- Task objective: Lines holding the string "ClientConfig": copy each one from the listing below.

- Provided entries:
//! # tradelink-client: Network Layer for the Organisation API
//!
//! Blocking HTTP client for the trading platform's organisation endpoints.
//!
//! ## Architecture
//! ```text
//! ┌─────────────────────────────────────────────────────────────────────────┐
//! │                        tradelink-client                                 │
//! │                                                                         │
//! │   endpoints::*  ──►  OrgSession  ──►  RequestDispatcher  ──►  Transport │
//! │   (query/body)       (session id,     (URL, gzip, JSON,      (reqwest)  │
//! │                       auto-expiry)     failure → envelope)               │
//! │                                                                         │
//! │   ClientConfig: TOML file + TRADELINK_* environment overrides           │
//! └─────────────────────────────────────────────────────────────────────────┘
//! ```
//!
//! ## Modules
//!
//! - [`dispatcher`] - One request in, one envelope out
//! - [`session`] - Organisation session lifecycle and session-scoped calls
//! - [`endpoints`] - Notification, certificate, import, retrieval, procurement and
//!   customer account callers
//! - [`transport`] - `HttpTransport` seam and the `reqwest` implementation
//! - [`encoding`] - gzip / deflate and default-value pruning
//! - [`config`] - Client configuration
//! - [`error`] - Local error types
//!
//! ## Example Usage
//!
//! ```rust,no_run
//! use std::time::Duration;
//! use tradelink_client::config::ClientConfig;
//! use tradelink_client::endpoints::{create_notification, NotifyCategory};
//! use tradelink_client::session::OrgSession;
//!
//! # fn main() -> Result<(), tradelink_client::error::ClientError> {
//! let config = ClientConfig::load(None)?;
//! let mut session = OrgSession::from_config(&config)?;
//!
//! let created = session.validate_or_create();
//! if created.is_success() {
//!     let envelope = create_notification(
//!         &mut session,
//!         Duration::from_secs(30),
//!         NotifyCategory::Org,
//!         "Nightly import finished",
//!         &[],
//!     );
//!     println!("{}: {}", envelope.result_code, envelope.result_message);
//!     session.destroy();
//! }
//! # Ok(())
//! # }
//! ```

pub mod config;
pub mod dispatcher;
pub mod encoding;
pub mod endpoints;
pub mod error;
pub mod session;
pub mod transport;

pub use config::ClientConfig;
pub use dispatcher::{DocumentRequest, EndpointRequest, QueryParams, RequestDispatcher};
pub use error::{ClientError, ClientResult};
pub use session::{OrgCredentials, OrgSession, SessionState};
pub use transport::{HttpMethod, HttpTransport, ReqwestTransport};
//! # Result Codes
//!
//! Wire values of the platform's result code taxonomy. These strings are
//! compared verbatim against what the platform returns, so spelling
//! (including `SERVER_ERROR_UNKOWN`) must never be "corrected".
//!
//! ## Taxonomy
//! ```text
//! ┌─────────────────────────────────────────────────────────────────────────┐
//! │                       Result Code Families                              │
//! │                                                                         │
//! │  MARKERS           SUCCESS, FAILURE                                    │
//! │                                                                         │
//! │  LOCAL (produced by the dispatcher, never by the platform)             │
//! │  ├── SERVER_ERROR_MALFORMED_URL                                        │
//! │  ├── SERVER_ERROR_REQUEST_PROTOCOL                                     │
//! │  ├── SERVER_ERROR_CONNECTION                                           │
//! │  ├── SERVER_ERROR_IO                                                   │
//! │  ├── SERVER_ERROR_RESPONSE      (non-200 HTTP status)                  │
//! │  └── SERVER_ERROR_UNKOWN        (also the "no code" sentinel)          │
//! │                                                                         │
//! │  REMOTE (business rejections passed through verbatim)                  │
//! │  ├── organisation / credentials / session                              │
//! │  ├── notifications / credit / certificates                             │
//! │  ├── data import + document shape                                      │
//! │  └── order / invoice matching and pricing                              │
//! └─────────────────────────────────────────────────────────────────────────┘
//! ```

// =============================================================================
// Markers
// =============================================================================

pub const SUCCESS: &str = "SUCCESS";
pub const FAILURE: &str = "FAILURE";

// =============================================================================
// Local Transport Failures
// =============================================================================

/// Sentinel for "no result code known". Spelling matches the platform.
pub const ERROR_UNKNOWN: &str = "SERVER_ERROR_UNKOWN";
pub const ERROR_MALFORMED_URL: &str = "SERVER_ERROR_MALFORMED_URL";
pub const ERROR_RESPONSE: &str = "SERVER_ERROR_RESPONSE";
pub const ERROR_REQUEST_PROTOCOL: &str = "SERVER_ERROR_REQUEST_PROTOCOL";
pub const ERROR_CONNECTION: &str = "SERVER_ERROR_CONNECTION";
pub const ERROR_IO: &str = "SERVER_ERROR_IO";

// =============================================================================
// Organisation, Credentials & Session
// =============================================================================

pub const ERROR_ORG_NOT_FOUND: &str = "SERVER_ERROR_ORG_NOT_FOUND";
pub const ERROR_INCORRECT_API_CREDENTIALS: &str = "SERVER_ERROR_INCORRECT_API_CREDENTIALS";
pub const ERROR_ORG_INACTIVE: &str = "SERVER_ERROR_ORG_INACTIVE";
pub const ERROR_SESSION_INVALID: &str = "SERVER_ERROR_SESSION_INVALID";

// =============================================================================
// Notifications, Credit & Certificates
// =============================================================================

pub const ERROR_INVALID_NOTIFICATION_CATEGORY: &str = "SERVER_ERROR_INVALID_NOTIFICATION_CATEGORY";
pub const ERROR_NO_ORG_PEOPLE_TO_NOTIFY: &str = "SERVER_ERROR_NO_ORG_PEOPLE_TO_NOTIFY";
pub const ERROR_INSUFFICIENT_CREDIT: &str = "SERVER_ERROR_INSUFFICIENT_CREDIT";
pub const ERROR_SECURITY_CERTIFICATE_NOT_FOUND: &str = "SERVER_ERROR_SECURITY_CERTIFICATE_NOT_FOUND";
pub const ERROR_SENDER_DOES_NOT_MATCH_CERTIFICATE_COMMON_NAME: &str =
    "SERVER_ERROR_SENDER_DOES_NOT_MATCH_CERTIFICATE_COMMON_NAME";

// =============================================================================
// Data Import & Document Shape
// =============================================================================

pub const ERROR_DATA_IMPORT_MISSING_IMPORT_TYPE: &str = "SERVER_ERROR_DATA_IMPORT_MISSING_IMPORT_TYPE";
pub const ERROR_DATA_IMPORT_MAX_IMPORTS_RUNNING: &str = "SERVER_ERROR_DATA_IMPORT_MAX_IMPORTS_RUNNING";
pub const ERROR_DATA_IMPORT_BUSY: &str = "SERVER_ERROR_DATA_IMPORT_BUSY";
pub const ERROR_DATA_IMPORT_NOT_FOUND: &str = "SERVER_ERROR_DATA_IMPORT_NOT_FOUND";
pub const ERROR_DATA_JSON_WRONG_CONTENT_TYPE: &str = "SERVER_ERROR_DATA_JSON_WRONG_CONTENT_TYPE";
pub const ERROR_DATA_JSON_MALFORMED: &str = "SERVER_ERROR_DATA_JSON_MALFORMED";
pub const ERROR_ESD_DOCUMENT_HEADER_MALFORMED: &str = "SERVER_ERROR_ESD_DOCUMENT_HEADER_MALFORMED";
pub const ERROR_ESD_DOCUMENT_HEADER_MISSING_ATTRIBUTES: &str =
    "SERVER_ERROR_ESD_DOCUMENT_HEADER_MISSING_ATTRIBUTES";
pub const ERROR_DATA_IMPORT_ABORTED: &str = "SERVER_ERROR_DATA_IMPORT_ABORTED";
pub const ERROR_ESD_DOCUMENT_UNSUCCESSFUL: &str = "SERVER_ERROR_ESD_DOCUMENT_UNSUCCESSFUL";
pub const ERROR_ESD_DOCUMENT_NO_RECORD: &str = "SERVER_ERROR_ESD_DOCUMENT_NO_RECORD";

// =============================================================================
// Order & Invoice Matching
// =============================================================================

pub const ERROR_ORDER_PRODUCT_NOT_MATCHED: &str = "SERVER_ERROR_ORDER_PRODUCT_NOT_MATCHED";
pub const ERROR_ORDER_PRODUCT_NOT_MAPPED: &str = "SERVER_ERROR_ORDER_PRODUCT_NOT_MAPPED";
pub const ERROR_ORDER_LINE_PRICING_MISSING: &str = "SERVER_ERROR_ORDER_LINE_PRICING_MISSING";
pub const ERROR_ORDER_SURCHARGE_NOT_FOUND: &str = "SERVER_ERROR_ORDER_SURCHARGE_NOT_FOUND";
pub const ERROR_ORDER_SURCHARGE_PRICING_MISSING: &str = "SERVER_ERROR_ORDER_SURCHARGE_PRICING_MISSING";
pub const ERROR_ORDER_PAYMENT_NOT_MATCHED: &str = "SERVER_ERROR_ORDER_PAYMENT_NOT_MATCHED";
pub const ERROR_INVOICE_PRODUCT_NOT_MAPPED: &str = "SERVER_ERROR_INVOICE_PRODUCT_NOT_MAPPED";
pub const ERROR_INVOICE_LINE_TAXCODE_NOT_MAPPED: &str = "SERVER_ERROR_INVOICE_LINE_TAXCODE_NOT_MAPPED";
pub const ERROR_INVOICE_SURCHARGE_NOT_MAPPED: &str = "SERVER_ERROR_INVOICE_SURCHARGE_NOT_MAPPED";
pub const ERROR_INVOICE_SURCHARGE_TAXCODE_NOT_MAPPED: &str =
    "SERVER_ERROR_INVOICE_SURCHARGE_TAXCODE_NOT_MAPPED";

/// Returns true for codes the dispatcher produces itself when the platform
/// could not be reached or its reply could not be read.
pub fn is_local_failure(code: &str) -> bool {
    matches!(
        code,
        ERROR_MALFORMED_URL
            | ERROR_REQUEST_PROTOCOL
            | ERROR_CONNECTION
            | ERROR_IO
            | ERROR_RESPONSE
            | ERROR_UNKNOWN
    )
}
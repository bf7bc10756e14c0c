//! # Client Error Types
//!
//! Local failures raised inside the client. None of these reach endpoint
//! callers as errors: the dispatcher folds every transport variant into a
//! failure envelope carrying [`ClientError::result_code`]. Configuration
//! variants are returned from config loading as ordinary `Result`s.
//!
//! ## Error Categories
//! ```text
//! ┌─────────────────────────────────────────────────────────────────────────┐
//! │                       Client Error Categories                           │
//! │                                                                         │
//! │  ┌───────────────────────────────┐  ┌───────────────────────────────┐  │
//! │  │  Transport (→ envelope)       │  │  Configuration (→ Result)     │  │
//! │  │                               │  │                               │  │
//! │  │  MalformedUrl                 │  │  InvalidConfig                │  │
//! │  │  Protocol                     │  │  ConfigLoadFailed             │  │
//! │  │  Connection                   │  │  ConfigSaveFailed             │  │
//! │  │  Io                           │  │                               │  │
//! │  │  Unknown                      │  │                               │  │
//! │  └───────────────────────────────┘  └───────────────────────────────┘  │
//! └─────────────────────────────────────────────────────────────────────────┘
//! ```

use thiserror::Error;
use tradelink_core::codes;

/// Result type alias for client operations.
pub type ClientResult<T> = Result<T, ClientError>;

#[derive(Debug, Error)]
pub enum ClientError {
    // =========================================================================
    // Transport Errors
    // =========================================================================
    /// The endpoint URL could not be built.
    #[error("Malformed URL: {0}")]
    MalformedUrl(String),

    /// The request could not be formed for the HTTP protocol.
    #[error("Protocol error: {0}")]
    Protocol(String),

    /// The platform could not be reached.
    #[error("Connection failed: {0}")]
    Connection(String),

    /// Reading or writing a body failed. Includes timeouts, decompression
    /// and JSON decoding.
    #[error("IO error: {0}")]
    Io(String),

    #[error("Unknown error: {0}")]
    Unknown(String),

    // =========================================================================
    // Configuration Errors
    // =========================================================================
    #[error("Invalid client configuration: {0}")]
    InvalidConfig(String),

    #[error("Failed to load config: {0}")]
    ConfigLoadFailed(String),

    #[error("Failed to save config: {0}")]
    ConfigSaveFailed(String),
}

// =============================================================================
// Error Conversions
// =============================================================================

impl From<reqwest::Error> for ClientError {
    fn from(err: reqwest::Error) -> Self {
        if err.is_timeout() {
            ClientError::Io(err.to_string())
        } else if err.is_builder() {
            ClientError::Protocol(err.to_string())
        } else if err.is_connect() {
            ClientError::Connection(err.to_string())
        } else if err.is_request() || err.is_body() || err.is_decode() {
            ClientError::Io(err.to_string())
        } else {
            ClientError::Unknown(err.to_string())
        }
    }
}

impl From<url::ParseError> for ClientError {
    fn from(err: url::ParseError) -> Self {
        ClientError::MalformedUrl(err.to_string())
    }
}

impl From<std::io::Error> for ClientError {
    fn from(err: std::io::Error) -> Self {
        ClientError::Io(err.to_string())
    }
}

impl From<serde_json::Error> for ClientError {
    fn from(err: serde_json::Error) -> Self {
        ClientError::Io(err.to_string())
    }
}

impl From<toml::de::Error> for ClientError {
    fn from(err: toml::de::Error) -> Self {
        ClientError::ConfigLoadFailed(err.to_string())
    }
}

impl From<toml::ser::Error> for ClientError {
    fn from(err: toml::ser::Error) -> Self {
        ClientError::ConfigSaveFailed(err.to_string())
    }
}

// =============================================================================
// Error Categorization
// =============================================================================

impl ClientError {
    /// The result code an envelope carries for this failure.
    pub fn result_code(&self) -> &'static str {
        match self {
            ClientError::MalformedUrl(_) => codes::ERROR_MALFORMED_URL,
            ClientError::Protocol(_) => codes::ERROR_REQUEST_PROTOCOL,
            ClientError::Connection(_) => codes::ERROR_CONNECTION,
            ClientError::Io(_) => codes::ERROR_IO,
            _ => codes::ERROR_UNKNOWN,
        }
    }

    /// Free-form detail appended to the catalog message.
    pub fn detail(&self) -> &str {
        match self {
            ClientError::MalformedUrl(d)
            | ClientError::Protocol(d)
            | ClientError::Connection(d)
            | ClientError::Io(d)
            | ClientError::Unknown(d)
            | ClientError::InvalidConfig(d)
            | ClientError::ConfigLoadFailed(d)
            | ClientError::ConfigSaveFailed(d) => d,
        }
    }

    pub fn is_transport_error(&self) -> bool {
        matches!(
            self,
            ClientError::MalformedUrl(_)
                | ClientError::Protocol(_)
                | ClientError::Connection(_)
                | ClientError::Io(_)
                | ClientError::Unknown(_)
        )
    }

    pub fn is_config_error(&self) -> bool {
        matches!(
            self,
            ClientError::InvalidConfig(_)
                | ClientError::ConfigLoadFailed(_)
                | ClientError::ConfigSaveFailed(_)
        )
    }
}

#[cfg(test)]
mod tests {
    use super::*;

    #[test]
    fn test_result_codes() {
        assert_eq!(
            ClientError::MalformedUrl("x".into()).result_code(),
            "SERVER_ERROR_MALFORMED_URL"
        );
        assert_eq!(
            ClientError::Protocol("x".into()).result_code(),
            "SERVER_ERROR_REQUEST_PROTOCOL"
        );
        assert_eq!(
            ClientError::Connection("x".into()).result_code(),
            "SERVER_ERROR_CONNECTION"
        );
        assert_eq!(ClientError::Io("x".into()).result_code(), "SERVER_ERROR_IO");
        assert_eq!(ClientError::Unknown("x".into()).result_code(), "SERVER_ERROR_UNKOWN");
    }

    #[test]
    fn test_categories() {
        assert!(ClientError::Connection("refused".into()).is_transport_error());
        assert!(!ClientError::Connection("refused".into()).is_config_error());
        assert!(ClientError::InvalidConfig("bad".into()).is_config_error());
        assert!(!ClientError::ConfigLoadFailed("bad".into()).is_transport_error());
    }

    #[test]
    fn test_conversions() {
        let err: ClientError = url::Url::parse("not a url").unwrap_err().into();
        assert_eq!(err.result_code(), codes::ERROR_MALFORMED_URL);

        let err: ClientError = serde_json::from_str::<serde_json::Value>("{")
            .unwrap_err()
            .into();
        assert_eq!(err.result_code(), codes::ERROR_IO);

        let err: ClientError =
            std::io::Error::new(std::io::ErrorKind::UnexpectedEof, "short read").into();
        assert_eq!(err.detail(), "short read");
    }
}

- Task answer:
//! │   ClientConfig: TOML file + TRADELINK_* environment overrides           │
//! use tradelink_client::config::ClientConfig;
//! let config = ClientConfig::load(None)?;
pub use config::ClientConfig;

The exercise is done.